Hi Jim,

that discussion should not be a private conversation between the two of us, so 
I move it to the mailing list.

> THRIFT-4104: is openssl supposed to be optional or mandatory?
> The autoconf scripts don't seem to make provisions for conditional
> builds on openssl, as TSSLSocket.cpp is included as part of the
> standard transport list. While we make nonblocking and zlib stuff
> optional by building different libraries, I don't see the same
> behavior for openssl being optional.

I used to have a machine set up here with all kinds of target languages 
installed to just be able to run tests against any language whenever I need it. 
Unfortunately it is only a 32-bit machine, which is more or less out of date 
now, since Suse essentially dropped 32 bit support. Currently I just don’t have 
the time to replicate that for x64, because that means to reinstall everything 
from scratch, and that turned out to be a lot of work, so I only have some of 
them up and running now.

I never had nor don’t I have now openssl headers installed and still was always 
able to build next to everything, except of course SSL-related stuff. The 
autoconf files come equipped with tests for SSL headers, and that used to work 
fine. Until that c-glib patch came.

Sure, my setup may or may not be considered typical or atypical. But I would 
assume, that since Thrift is used internally only by a number of projects w/o 
exposing any Thrift API to the outer world, they may have not much of a need 
for SSL either. Demanding a lot of dependencies is always a PITA, with every 
tool, software or framework, especially when you are not going to use that 
feature at all.

The policy with Thrift in the past (or at least my understanding of it) was 
always to minimize hard dependencies as much as possible. And that was a good 
thing, because with 20+ target languages that reduces quite a bit of 
complexity.

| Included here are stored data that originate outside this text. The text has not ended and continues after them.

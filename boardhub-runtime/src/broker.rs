//! Broker endpoint: the command/telemetry socket for the managed boards.
//!
//! Owned by the orchestrator and torn down with it. An endpoint built from an
//! absent config (or one without a socket path) is inert: `serve` binds
//! nothing and `shutdown` is a no-op.

use std::fs;
use std::io::ErrorKind;
use std::os::unix::fs::PermissionsExt;
use std::path::{Path, PathBuf};
use std::sync::atomic::{AtomicBool, Ordering};
use std::sync::{Arc, Mutex, PoisonError, Weak};

use async_trait::async_trait;
use tokio::io::{AsyncBufReadExt, AsyncWriteExt, BufReader};
use tokio::net::{UnixListener, UnixStream};
use tokio::sync::broadcast;

use boardhub_core::BrokerConfig;

use crate::error::{io_err, HubError};
use crate::protocol::{BrokerCommand, BrokerReply};

/// Answers broker requests. Implemented by the orchestrator.
#[async_trait]
pub trait BrokerHandler: Send + Sync {
    async fn handle(&self, command: BrokerCommand) -> BrokerReply;
}

/// Cheap-to-clone handle to the single broker endpoint.
#[derive(Clone)]
pub struct BrokerEndpoint {
    inner: Arc<BrokerInner>,
}

struct BrokerInner {
    config: Option<BrokerConfig>,
    shutdown: broadcast::Sender<()>,
    closed: AtomicBool,
    bound: Mutex<Option<PathBuf>>,
}

impl BrokerEndpoint {
    pub fn new(config: Option<BrokerConfig>) -> Self {
        let (shutdown, _) = broadcast::channel(1);
        Self {
            inner: Arc::new(BrokerInner {
                config,
                shutdown,
                closed: AtomicBool::new(false),
                bound: Mutex::new(None),
            }),
        }
    }

    pub fn config(&self) -> Option<&BrokerConfig> {
        self.inner.config.as_ref()
    }

    /// Configured socket path, if any.
    pub fn socket(&self) -> Option<&Path> {
        self.config().and_then(|c| c.socket.as_deref())
    }

    pub fn is_serving(&self) -> bool {
        self.bound().is_some()
    }

    fn bound(&self) -> std::sync::MutexGuard<'_, Option<PathBuf>> {
        self.inner.bound.lock().unwrap_or_else(PoisonError::into_inner)
    }

    /// Binds the socket and spawns the accept loop.
    ///
    /// The handler is held weakly; once it is gone every request is answered
    /// with an error.
    pub async fn serve(&self, handler: Weak<dyn BrokerHandler>) -> Result<Option<PathBuf>, HubError> {
        let Some(socket) = self.socket().map(Path::to_path_buf) else {
            tracing::debug!("no broker socket configured; endpoint disabled");
            return Ok(None);
        };
        if self.inner.closed.load(Ordering::SeqCst) {
            return Err(HubError::Protocol(
                "broker endpoint has been shut down".to_string(),
            ));
        }
        if self.is_serving() {
            return Err(HubError::Protocol(format!(
                "broker endpoint already serving on {}",
                socket.display()
            )));
        }

        if let Some(parent) = socket.parent() {
            if !parent.as_os_str().is_empty() && !parent.exists() {
                fs::create_dir_all(parent).map_err(|e| io_err(parent, e))?;
            }
        }
        let listener = bind_owner_only(&socket).await?;
        *self.bound() = Some(socket.clone());

        let shutdown_rx = self.inner.shutdown.subscribe();
        tokio::spawn(accept_loop(listener, socket.clone(), handler, shutdown_rx));
        Ok(Some(socket))
    }

    /// Stops accepting connections and removes the socket. Idempotent.
    pub fn shutdown(&self) {
        if self.inner.closed.swap(true, Ordering::SeqCst) {
            return;
        }
        let _ = self.inner.shutdown.send(());
        if let Some(socket) = self.bound().take() {
            match fs::remove_file(&socket) {
                Ok(()) => {}
                Err(err) if err.kind() == ErrorKind::NotFound => {}
                Err(err) => {
                    tracing::warn!(socket = %socket.display(), error = %err, "failed to remove broker socket")
                }
            }
            tracing::info!(socket = %socket.display(), "broker endpoint closed");
        }
    }
}

async fn accept_loop(
    listener: UnixListener,
    socket: PathBuf,
    handler: Weak<dyn BrokerHandler>,
    mut shutdown_rx: broadcast::Receiver<()>,
) {
    loop {
        let stream = tokio::select! {
            _ = shutdown_rx.recv() => break,
            accepted = listener.accept() => match accepted {
                Ok((stream, _)) => stream,
                Err(err) => {
                    tracing::error!(socket = %socket.display(), error = %err, "broker accept failed");
                    break;
                }
            },
        };
        let handler = handler.clone();
        tokio::spawn(async move {
            if let Err(err) = answer(stream, handler).await {
                tracing::warn!(error = %err, "broker connection dropped");
            }
        });
    }
}

/// Reads one command line, dispatches it, writes one reply line.
async fn answer(stream: UnixStream, handler: Weak<dyn BrokerHandler>) -> Result<(), HubError> {
    let (read_half, mut write_half) = stream.into_split();
    let mut line = String::new();
    BufReader::new(read_half)
        .read_line(&mut line)
        .await
        .map_err(|e| io_err("broker socket", e))?;
    if line.trim().is_empty() {
        return Ok(());
    }

    let reply = match serde_json::from_str::<BrokerCommand>(line.trim()) {
        Err(err) => BrokerReply::error(format!("malformed command: {err}")),
        Ok(command) => match handler.upgrade() {
            Some(handler) => {
                tracing::debug!(?command, "broker command");
                handler.handle(command).await
            }
            None => BrokerReply::error("orchestrator is no longer running"),
        },
    };

    let mut payload = serde_json::to_vec(&reply)?;
    payload.push(b'\n');
    write_half
        .write_all(&payload)
        .await
        .map_err(|e| io_err("broker socket", e))?;
    write_half
        .shutdown()
        .await
        .map_err(|e| io_err("broker socket", e))
}

/// Binds `socket` with 0600 permissions. A leftover socket file nobody
/// answers on is replaced; a live one is an error.
async fn bind_owner_only(socket: &Path) -> Result<UnixListener, HubError> {
    if socket.exists() {
        if UnixStream::connect(socket).await.is_ok() {
            return Err(HubError::Protocol(format!(
                "broker socket already in use: {}",
                socket.display()
            )));
        }
        tracing::warn!(socket = %socket.display(), "replacing stale broker socket");
        match fs::remove_file(socket) {
            Ok(()) => {}
            Err(err) if err.kind() == ErrorKind::NotFound => {}
            Err(err) => return Err(io_err(socket, err)),
        }
    }

    let listener = UnixListener::bind(socket).map_err(|e| io_err(socket, e))?;
    fs::set_permissions(socket, fs::Permissions::from_mode(0o600))
        .map_err(|e| io_err(socket, e))?;
    Ok(listener)
}
//! Error types for boardhub-core.

use std::path::PathBuf;

use thiserror::Error;

/// All errors that can arise from configuration operations.
#[derive(Debug, Error)]
pub enum ConfigError {
    /// Underlying I/O failure (file not found, permission denied, etc.).
    #[error("I/O error: {0}")]
    Io(#[from] std::io::Error),

    /// YAML serialization error (write/save path).
    #[error("YAML serialization error: {0}")]
    Yaml(#[from] serde_yaml::Error),

    /// YAML parse error on load: includes file path and line context from serde_yaml.
    #[error("failed to parse config at {path}: {source}")]
    Parse {
        path: PathBuf,
        #[source]
        source: serde_yaml::Error,
    },

    /// `dirs::home_dir()` returned `None`: cannot locate `~/.boardhub/`.
    #[error("cannot determine home directory; set $HOME or equivalent")]
    HomeNotFound,

    /// The config file did not exist at the expected path.
    #[error("config not found at {path}")]
    ConfigNotFound { path: PathBuf },

    /// Two board entries resolved to the same id while `strict_ids` is set.
    #[error("duplicate board id '{id}' in configuration")]
    DuplicateBoardId { id: String },
}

I don’t see anything special in SSL/TLS  so in my opinion it falls 
into the same category.

TL;DR:

  *   I personaly would still vote for SSL/TLS being optional, not mandatory.
  *   And I don’t see anything special in c-glib that prevents us from 
configuring it accordingly.


Have fun,
JensG


PS: Some people would add and argue that even C++ boost should better be 
optional. Given my experiences with it, I tend to agree.





From: Jim King
Sent: Saturday, March 11, 2017 3:33 PM
To: [email protected]
Subject: openssl - optional or mandatory?

THRIFT-4104: is openssl supposed to be optional or mandatory? The autoconf 
scripts don't seem to make provisions for conditional builds on openssl, as 
TSSLSocket.cpp is included as part of the standard transport list. While we 
make nonblocking and zlib stuff optional by building different libraries, I 
don't see the same behavior for openssl being optional.